Efficacy of immunotherapy targeting the neoantigen derived from EGFR T790M/C797S mutation in non-small cell lung cancer.

: Lung cancer is the leading cause of cancer-related deaths worldwide. Epidermal growth factor receptor-tyrosine kinase inhibitors (EGFR-TKIs) have often good clinical activity against non-small cell lung cancer (NSCLC) with activating EGFR mutations. Osimertinib, which is third-generation EGFR-TKI, provides clinical effect even on NSCLC harboring the threonine to methionine change at codon 790 of EGFR (EGFR T790M) mutation that cause TKI resistance.
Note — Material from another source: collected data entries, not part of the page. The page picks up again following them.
use std::collections::BTreeMap;
use std::sync::Arc;
use std::time::Duration;

use async_trait::async_trait;

use devarch_core::config::Settings;
use devarch_core::error::Result;
use devarch_core::runtime::{
    ComposeOptions, ContainerRuntime, ContainerState, ContainerStats, ExecOutput, NetworkInfo,
    RuntimeKind,
};
use devarch_core::store::{Store, TemplateSpec};
use devarch_core::types::EffectiveConfig;
use devarch_server::{routes, AppState};

/// Just enough engine for handler tests: everything exists nowhere and
/// every operation succeeds.
struct NullRuntime;

#[async_trait]
impl ContainerRuntime for NullRuntime {
    fn kind(&self) -> RuntimeKind {
        RuntimeKind::Docker
    }
    async fn ping(&self) -> Result<()> {
        Ok(())
    }
    async fn inspect(&self, _name: &str) -> Result<Option<ContainerState>> {
        Ok(None)
    }
    async fn create(&self, _config: &EffectiveConfig, _network: &str) -> Result<()> {
        Ok(())
    }
    async fn start(&self, _name: &str) -> Result<()> {
        Ok(())
    }
    async fn stop(&self, _name: &str, _timeout: Duration) -> Result<()> {
        Ok(())
    }
    async fn remove(&self, _name: &str, _force: bool) -> Result<()> {
        Ok(())
    }
    async fn exec(&self, _name: &str, _cmd: &[String]) -> Result<ExecOutput> {
        Ok(ExecOutput {
            exit_code: 0,
            stdout: String::new(),
            stderr: String::new(),
        })
    }
    async fn logs(&self, _name: &str, _tail: usize) -> Result<String> {
        Ok(String::new())
    }
    async fn stats(&self, _name: &str) -> Result<ContainerStats> {
        Ok(ContainerStats {
            cpu_percent: 0.0,
            memory_bytes: 0,
            memory_limit_bytes: 0,
            rx_bytes: 0,
            tx_bytes: 0,
        })
    }
    async fn network_create(&self, _name: &str, _labels: &BTreeMap<String, String>) -> Result<()> {
        Ok(())
    }
    async fn network_inspect(&self, _name: &str) -> Result<Option<NetworkInfo>> {
        Ok(None)
    }
    async fn network_list(&self) -> Result<Vec<NetworkInfo>> {
        Ok(vec![])
    }
    async fn network_remove(&self, _name: &str) -> Result<()> {
        Ok(())
    }
    async fn compose_up(&self, _opts: &ComposeOptions) -> Result<()> {
        Ok(())
    }
    async fn compose_down(&self, _opts: &ComposeOptions) -> Result<()> {
        Ok(())
    }
}

async fn test_state(dir: &std::path::Path) -> AppState {
    let mut settings = Settings::default();
    settings.compose_root = dir.join("compose").to_string_lossy().into_owned();
    settings.database_path = dir.join("devarch.db").to_string_lossy().into_owned();

    let store = Store::new(&settings.database_path).await.unwrap();
    store
        .seed_template(
            "php",
            TemplateSpec {
                image: "php:8.3-fpm".to_string(),
                ..Default::default()
            },
        )
        .await
        .unwrap();

    AppState::new(store, Arc::new(NullRuntime), settings)
}

#[tokio::test]
async fn stack_crud_over_http() {
    let dir = tempfile::tempdir().unwrap();
    let api = routes(test_state(dir.path()).await);

    let res = warp::test::request()
        .method("POST")
        .path("/stacks")
        .json(&serde_json::json!({"name": "a", "description": "demo"}))
        .reply(&api)
        .await;
    assert_eq!(res.status(), 201);

    let res = warp::test::request().path("/stacks/a").reply(&api).await;
    assert_eq!(res.status(), 200);
    let body: serde_json::Value = serde_json::from_slice(res.body()).unwrap();
    assert_eq!(body["network"], "devarch-a-net");

    let res = warp::test::request().path("/stacks/nope").reply(&api).await;
    assert_eq!(res.status(), 404);
    let body: serde_json::Value = serde_json::from_slice(res.body()).unwrap();
    assert_eq!(body["kind"], "not-found");
}

#[tokio::test]
async fn validation_errors_carry_field_and_suggestion() {
    let dir = tempfile::tempdir().unwrap();
    let api = routes(test_state(dir.path()).await);

    let res = warp::test::request()
        .method("POST")
        .path("/stacks")
        .json(&serde_json::json!({"name": "Bad Name"}))
        .reply(&api)
        .await;
    assert_eq!(res.status(), 400);
    let body: serde_json::Value = serde_json::from_slice(res.body()).unwrap();
    assert_eq!(body["kind"], "validation");
    assert_eq!(body["field"], "stack");
    assert_eq!(body["suggestion"], "bad-name");
}

#[tokio::test]
async fn override_sets_replace_over_http() {
    let dir = tempfile::tempdir().unwrap();
    let api = routes(test_state(dir.path()).await);

    warp::test::request()
        .method("POST")
        .path("/stacks")
        .json(&serde_json::json!({"name": "a"}))
        .reply(&api)
        .await;
    let res = warp::test::request()
        .method("POST")
        .path("/stacks/a/instances")
        .json(&serde_json::json!({"instance": "web", "template": "php"}))
        .reply(&api)
        .await;
    assert_eq!(res.status(), 201);

    let res = warp::test::request()
        .method("PUT")
        .path("/stacks/a/instances/web/ports")
        .json(&serde_json::json!([{"host": 8080, "container": 80}]))
        .reply(&api)
        .await;
    assert_eq!(res.status(), 200);

    let res = warp::test::request()
        .method("PUT")
        .path("/stacks/a/instances/web/scalars")
        .json(&serde_json::json!({"image": "php:8.4-fpm", "user": "www-data"}))
        .reply(&api)
        .await;
    assert_eq!(res.status(), 200);

    let res = warp::test::request()
        .path("/stacks/a/instances/web/effective")
        .reply(&api)
        .await;
    assert_eq!(res.status(), 200);
    let body: serde_json::Value = serde_json::from_slice(res.body()).unwrap();
    assert_eq!(body["ports"][0]["host"], 8080);
    assert_eq!(body["image"], "php:8.4-fpm");
    assert_eq!(body["user"], "www-data");
    assert_eq!(body["labels"]["devarch.stack_id"], "a");

    let res = warp::test::request()
        .method("DELETE")
        .path("/stacks/a/instances/web/scalars")
        .reply(&api)
        .await;
    assert_eq!(res.status(), 204);

    let res = warp::test::request()
        .path("/stacks/a/instances/web/effective")
        .reply(&api)
        .await;
    let body: serde_json::Value = serde_json::from_slice(res.body()).unwrap();
    assert_eq!(body["image"], "php:8.3-fpm");

    let res = warp::test::request()
        .method("DELETE")
        .path("/stacks/a/instances/web/ports")
        .reply(&api)
        .await;
    assert_eq!(res.status(), 204);

    let res = warp::test::request()
        .method("PUT")
        .path("/stacks/a/instances/web/nonsense")
        .json(&serde_json::json!([]))
        .reply(&api)
        .await;
    assert_eq!(res.status(), 404);
}

#[tokio::test]
async fn reserved_labels_rejected_over_http() {
    let dir = tempfile::tempdir().unwrap();
    let api = routes(test_state(dir.path()).await);

    warp::test::request()
        .method("POST")
        .path("/stacks")
        .json(&serde_json::json!({"name": "a"}))
        .reply(&api)
        .await;
    warp::test::request()
        .method("POST")
        .path("/stacks/a/instances")
        .json(&serde_json::json!({"instance": "web", "template": "php"}))
        .reply(&api)
        .await;

    let res = warp::test::request()
        .method("PUT")
        .path("/stacks/a/instances/web/labels")
        .json(&serde_json::json!({"devarch.stack_id": "forged"}))
        .reply(&api)
        .await;
    assert_eq!(res.status(), 400);
    let body: serde_json::Value = serde_json::from_slice(res.body()).unwrap();
    assert_eq!(body["kind"], "validation");
}

#[tokio::test]
async fn plan_then_stale_apply_conflicts() {
    let dir = tempfile::tempdir().unwrap();
    let api = routes(test_state(dir.path()).await);

    warp::test::request()
        .method("POST")
        .path("/stacks")
        .json(&serde_json::json!({"name": "x"}))
        .reply(&api)
        .await;
    warp::test::request()
        .method("POST")
        .path("/stacks/x/instances")
        .json(&serde_json::json!({"instance": "api", "template": "php"}))
        .reply(&api)
        .await;

    let res = warp::test::request()
        .method("POST")
        .path("/stacks/x/plan")
        .reply(&api)
        .await;
    assert_eq!(res.status(), 200);
    let plan: serde_json::Value = serde_json::from_slice(res.body()).unwrap();
    assert!(plan["fingerprint"].as_str().unwrap().len() == 64);

    // Mutate, then apply the stale fingerprint.
    warp::test::request()
        .method("PUT")
        .path("/stacks/x/instances/api/env")
        .json(&serde_json::json!([{"key": "K", "value": "v", "secret": false}]))
        .reply(&api)
        .await;

    let res = warp::test::request()
        .method("POST")
        .path("/stacks/x/apply")
        .json(&serde_json::json!({"fingerprint": plan["fingerprint"]}))
        .reply(&api)
        .await;
    assert_eq!(res.status(), 409);
    let body: serde_json::Value = serde_json::from_slice(res.body()).unwrap();
    assert_eq!(body["kind"], "plan-stale");
}

#[tokio::test]
async fn export_and_import_round_trip_over_http() {
    let dir = tempfile::tempdir().unwrap();
    let api = routes(test_state(dir.path()).await);

    warp::test::request()
        .method("POST")
        .path("/stacks")
        .json(&serde_json::json!({"name": "s", "description": "demo"}))
        .reply(&api)
        .await;
    warp::test::request()
        .method("POST")
        .path("/stacks/s/instances")
        .json(&serde_json::json!({"instance": "web", "template": "php"}))
        .reply(&api)
        .await;

    let res = warp::test::request().path("/stacks/s/export").reply(&api).await;
    assert_eq!(res.status(), 200);
    let body: serde_json::Value = serde_json::from_slice(res.body()).unwrap();
    let manifest = body["manifest"].as_str().unwrap().to_string();
    assert!(manifest.contains("template: php"));
    assert!(body["lockfile"].as_str().unwrap().contains("instances: {}"));

    let res = warp::test::request()
        .method("POST")
        .path("/stacks/import")
        .json(&serde_json::json!({"manifest": manifest}))
        .reply(&api)
        .await;
    assert_eq!(res.status(), 200);
    let report: serde_json::Value = serde_json::from_slice(res.body()).unwrap();
    assert_eq!(report["created_stack"], false);
    assert_eq!(report["updated_instances"][0], "web");
}

#[tokio::test]
async fn healthz_reports_engine_and_store() {
    let dir = tempfile::tempdir().unwrap();
    let api = routes(test_state(dir.path()).await);

    let res = warp::test::request().path("/healthz").reply(&api).await;
    assert_eq!(res.status(), 200);
    let body: serde_json::Value = serde_json::from_slice(res.body()).unwrap();
    assert_eq!(body["status"], "ok");
    assert_eq!(body["engine"], "docker");
}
However, most NSCLC patients develop acquired resistance to Osimertinib within about one year, and 40% of these patients have the EGFR T790M and cysteine to serine change at codon 797 (C797S) mutations. Therefore, there is an urgent need for the development of novel treatment strategies for NSCLC patients with the EGFR T790M/C797S mutation. In this study, we novelty identified the EGFR T790M/C797S mutation-derived peptide (790-799) (MQLMPFGSLL) that binds the human leukocyte antigen (HLA)-A*02:01, and successfully established EGFR T790M/C797S-peptide-specific cytotoxic T lymphocyte (CTL) clones from human peripheral blood mononuclear cells (PBMCs) of HLA-A2 healthy donors. One established CTL clone demonstrated adequate cytotoxicity against T2 cells pulsed with the EGFR T790M/C797S peptide. This CTL clone also had high reactivity against cancer cells that expressed an endogenously EGFR T790M/C797S peptide using an interferon-γ (IFN-γ) enzyme-linked immunospot (ELISPOT) assay. In addition, we demonstrated using a mouse model that EGFR T790M/C797S peptide-specific CTLs were induced by EGFR T790M/C797S peptide vaccine in vivo. These findings suggest that an immunotherapy targeting a neoantigen derived from EGFR T790M/C797S mutation could be a useful novel therapeutic strategy for NSCLC patients with EGFR-TKI resistance, especially resistant to Osimertinib.